Tuesday, 6 August 2013

Driven to death by political instability & poverty

Life is a dream for the wise, a game for the fool, a comedy for the rich, a tragedy for the poor.  Sholom Aleichem

 

The bodies of asylum seekers forced to jump off of a traffickers' boat wash ashore in

 Yemen, last September© SHS/N.Bajanoub


Imagine that you are now in a boat, in the Gulf of Aden, destined to Yemen but the boat’s engine failed a week ago. You are experiencing extreme thirstiness, hungry and tiredness. Some passengers are no longer able to bear the thirst and choosing to jump into the sea. Dead bodies are thrown over board. Some passengers became crazy and started biting. You have taken this high risk voyage running away from your own country [Somalia] due to political instability and extreme poverty. Who do you blame? Yourself? Traffickers? Those who made your country a failed state?

 

This is neither an idle assumption nor a description of hypothetical situation. This was a reality for a group of Somalis who recently died in Yemen and many refugees before them. The political instability and poverty that Somaliahas become notoriously famous since the civil war broke out force many Somalis to flee from their own country. A report produced by the U.S. Committee for Refugees noted, “Those [Somalis] who reached Yemen during the year [2002] crossed the Gulf of Aden in often-perilous journeys that reportedly cost several hundred refugees their lives when their makeshift boats sank.”

Before we examine the underlying factors that lead Somalis to seek safety and better life, let us quickly look at how Somalis are scattered in different parts of Africa and Arab countries.According to World Refugee Survey 2003 Country Report, it was estimated at the end of 2002, about 300,000 refugees and asylum seekers from Somalia lived in several countries. 140,000 of those were in Kenya, nearly 80,000 were in Yemen, an other 21,000 lived in Djibouti, about 20,000 were in Ethiopia, some 7,000 were in South Africa, about 7,000 were present in Egypt, more than 3,000 stayed in Tanzania, some 3,000 in Libya, more than 2,000 in Eritrea, about 1,000 in Uganda.

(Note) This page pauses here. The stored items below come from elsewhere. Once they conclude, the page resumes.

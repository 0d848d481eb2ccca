use bedrock_gateway::{
    build_router, AppState, GatewayConfig, GatewayHandler, ReqwestTransport, SharedLogger,
};
use clap::Parser;
use std::path::PathBuf;
use std::sync::Arc;
use tracing::{info, warn};
use tracing_subscriber::{layer::SubscriberExt, util::SubscriberInitExt};

#[derive(Parser)]
#[command(
    name = "bedrock-gateway",
    about = "OpenAI-compatible chat completions in front of Claude on Bedrock",
    version
)]
struct Cli {
    /// Path to config file (TOML)
    #[arg(short, long)]
    config: Option<PathBuf>,

    /// Address to bind (overrides config)
    #[arg(long)]
    host: Option<String>,

    /// Port to listen on (overrides config)
    #[arg(short, long)]
    port: Option<u16>,

    /// Diagnostic log file path
    #[arg(long, default_value = "bedrock-gateway.log")]
    log_file: PathBuf,

    /// Print config search paths and exit
    #[arg(long)]
    show_config_paths: bool,
}

#[tokio::main]
async fn main() -> anyhow::Result<()> {
    let cli = Cli::parse();

    tracing_subscriber::registry()
        .with(
            tracing_subscriber::EnvFilter::try_from_default_env()
                .unwrap_or_else(|_| "bedrock_gateway=info,tower_http=info".into()),
        )
        .with(tracing_subscriber::fmt::layer())
        .init();

    if cli.show_config_paths {
        println!("Config search paths:");
        for (i, path) in bedrock_gateway::config::config_search_paths().iter().enumerate() {
            println!("  {}. {}", i + 1, path.display());
        }
        return Ok(());
    }

    let mut config = GatewayConfig::find_and_load(cli.config.as_deref())?;

    if let Some(host) = cli.host {
        config.host = host;
    }
    if let Some(port) = cli.port {
        config.port = port;
    }

    let logger = SharedLogger::new(&cli.log_file)?;

    let credential = config.resolve_credential();
    match credential {
        Some(ref cred) => info!(
            "Credential loaded from {} (embedded target {})",
            config.credential_env,
            if cred.decoded_target().is_some() { "decodable" } else { "not decodable" }
        ),
        None => {
            warn!(
                "{} is not set; completions will report a configuration error",
                config.credential_env
            );
            logger.error(
                "startup",
                format!("{} is missing. Check the deployment configuration.", config.credential_env),
            );
        }
    }

    info!("bedrock-gateway v{}", env!("CARGO_PKG_VERSION"));
    info!("  Endpoint:  {}", config.effective_endpoint());
    info!("  Timeout:   {}s", config.timeout_secs);
    info!("  Log file:  {}", cli.log_file.display());

    logger.info(
        "startup",
        format!("Starting bedrock-gateway on {}", config.bind_addr()),
    );

    let transport = Arc::new(ReqwestTransport::new(reqwest::Client::builder().build()?));
    let gateway = GatewayHandler::new(&config, credential, transport, logger.clone());

    let bind_addr = config.bind_addr();
    let state = Arc::new(AppState {
        config,
        gateway,
        logger,
    });

    let app = build_router(state);
    let listener = tokio::net::TcpListener::bind(&bind_addr).await?;

    info!("Listening on http://{}", bind_addr);

    axum::serve(listener, app).await?;

    Ok(())
}
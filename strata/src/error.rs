//! Error types raised by the migration engine.

use std::path::PathBuf;

use thiserror::Error;

use crate::editor::EditorError;
use crate::sorter::MigrationSorterError;

pub type Result<T> = std::result::Result<T, Error>;

/// An error raised while generating or applying migrations.
///
/// All errors propagate up to the caller; nothing is retried
/// automatically.
#[derive(Debug, Error)]
#[non_exhaustive]
pub enum Error {
    /// A file or directory in the migration store could not be read.
    #[error("unable to read {path}")]
    Read {
        path: PathBuf,
        #[source]
        source: std::io::Error,
    },
    /// A migration file exists but its body is not a valid migration
    /// document.
    #[error("unable to parse migration file {path}")]
    Parse {
        path: PathBuf,
        #[source]
        source: serde_json::Error,
    },
    /// A migration file or directory could not be written.
    #[error("unable to write {path}")]
    Write {
        path: PathBuf,
        #[source]
        source: std::io::Error,
    },
    /// A migration could not be serialized to its on-disk form.
    #[error("unable to serialize migration file {path}")]
    Serialize {
        path: PathBuf,
        #[source]
        source: serde_json::Error,
    },
    /// Refused to overwrite an existing migration file.
    #[error("migration file {path} already exists")]
    AlreadyExists { path: PathBuf },
    /// A file in the migration store does not follow the
    /// `NNNN_slug.mig` naming scheme.
    #[error("invalid migration file name {name:?}, expected NNNN_slug.mig")]
    InvalidFilename { name: String },
    /// A migration file contains an action type this version of the
    /// engine does not recognize.
    #[error("unknown action type {action_type:?} in migration {file}")]
    UnknownAction { file: String, action_type: String },
    /// A migration file contains a recognized action with a missing or
    /// malformed payload.
    #[error("malformed {action_type} action in migration {file}: {detail}")]
    MalformedAction {
        file: String,
        action_type: String,
        detail: String,
    },
    /// The migration store contains an app directory that is not part
    /// of the registered app set.
    #[error("migration directory contains app {app:?}, which is not registered")]
    StaleAppDirectory { app: String },
    /// A registered model violates a structural invariant, such as not
    /// having exactly one primary key column.
    #[error("invalid model {app}.{model}: {reason}")]
    InvalidModel {
        app: String,
        model: String,
        reason: String,
    },
    /// An error occurred while determining the correct order of
    /// migrations.
    #[error("error while determining the correct order of migrations")]
    Sort(#[from] MigrationSorterError),
    /// The schema editor failed to initialize its tracking table.
    #[error("unable to set up the schema editor")]
    Setup(#[source] EditorError),
    /// The schema editor failed while applying a migration.
    #[error("schema editor failed on {operation} in {app}/{model}/{file}")]
    Editor {
        app: String,
        model: String,
        file: String,
        operation: String,
        #[source]
        source: EditorError,
    },
}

Besides those who left Somalia, there are hundreds of thousands of internally displaced people. The Global IDP Project of the Norwegian Refugee Council observed, “At the end of 2002, an estimated 350,000 Somalis are internally displaced people, most of them are women and children.”

Let us now look into briefly why so many Somalis take high risk voyages using smugglers to cross the Gulf of AdenSomalia has been without a proper government since the civil war broke out in 1990. As result of that it has experienced a bitter political calamity and insecurity, which debilitated the country, stifled its economy, and disrupted its public and private sectors. Armed conflict is the highest factor that forces people to seek refuge. Project Ploughshares' Armed Conflicts Report said, “In 2000, independent media reports estimate that close to 400,000 Somali lives have been lost due to armed conflict since the civil war started”.

Several attempts to reconcile the warring Somali factions had failed. The outcome of the last national reconciliation conference held in Kenya is gasping for air now and it looks that it is going to follow the same trajectory as its predecessors. The war on terror has not helped Somali circumstance as the fight against terrorism is interpreted differently. As a result,Somalia is the longest running instance of state collapse in the history of Africa.

 

Political instability cannot be divorced from economic meltdown which normally results widespread poverty. The Socio-Economic Survey 2002 produced by the UNDP revealed, “Unemployment rates amount to 47.4 percent for the country. Per capita income of $226, The proportion of population living in extreme poverty is estimated as 43.2 percent for Somalia. General poverty estimates based on the number of people living on $2 per day are 73.4 percent forSomalia, According to this measure, 5 million people inSomalia live in poverty.”

 

Words are not enough to reflect the chaos, hunger and difficulties that Somalia has become notorious over the last few years.  Another report published by the UNDP in 2002 depicts the poignant realities in the country, “… in Somalia, life expectancy is 47 years, almost one out four children dies before the age of five, and less than a third of Somalis have access to health services. Only one out of every five Somalis can write and read, and only 14 percent of children are enrolled in primary schools. More than three-quarters of the Somali population has no access to clean water, and almost half of them have no access to sanitation”.

 

It is depressing to see how a country that has physical resourceendowment been turned upside down and its people forced to take horrific voyages that often end up in tragedy. Husayn Haji Ahmad, the acting Somali Consul-General in Aden, once said, “There is no paradise here. They [refugees] will not find a better life, only death at sea and broken dreams.”  Somali politicians, who should have  reintroduced political stability and pursued wealth creating opportunities, are either chasing dismissible foreign aid or sucking the blood of hard pressed people.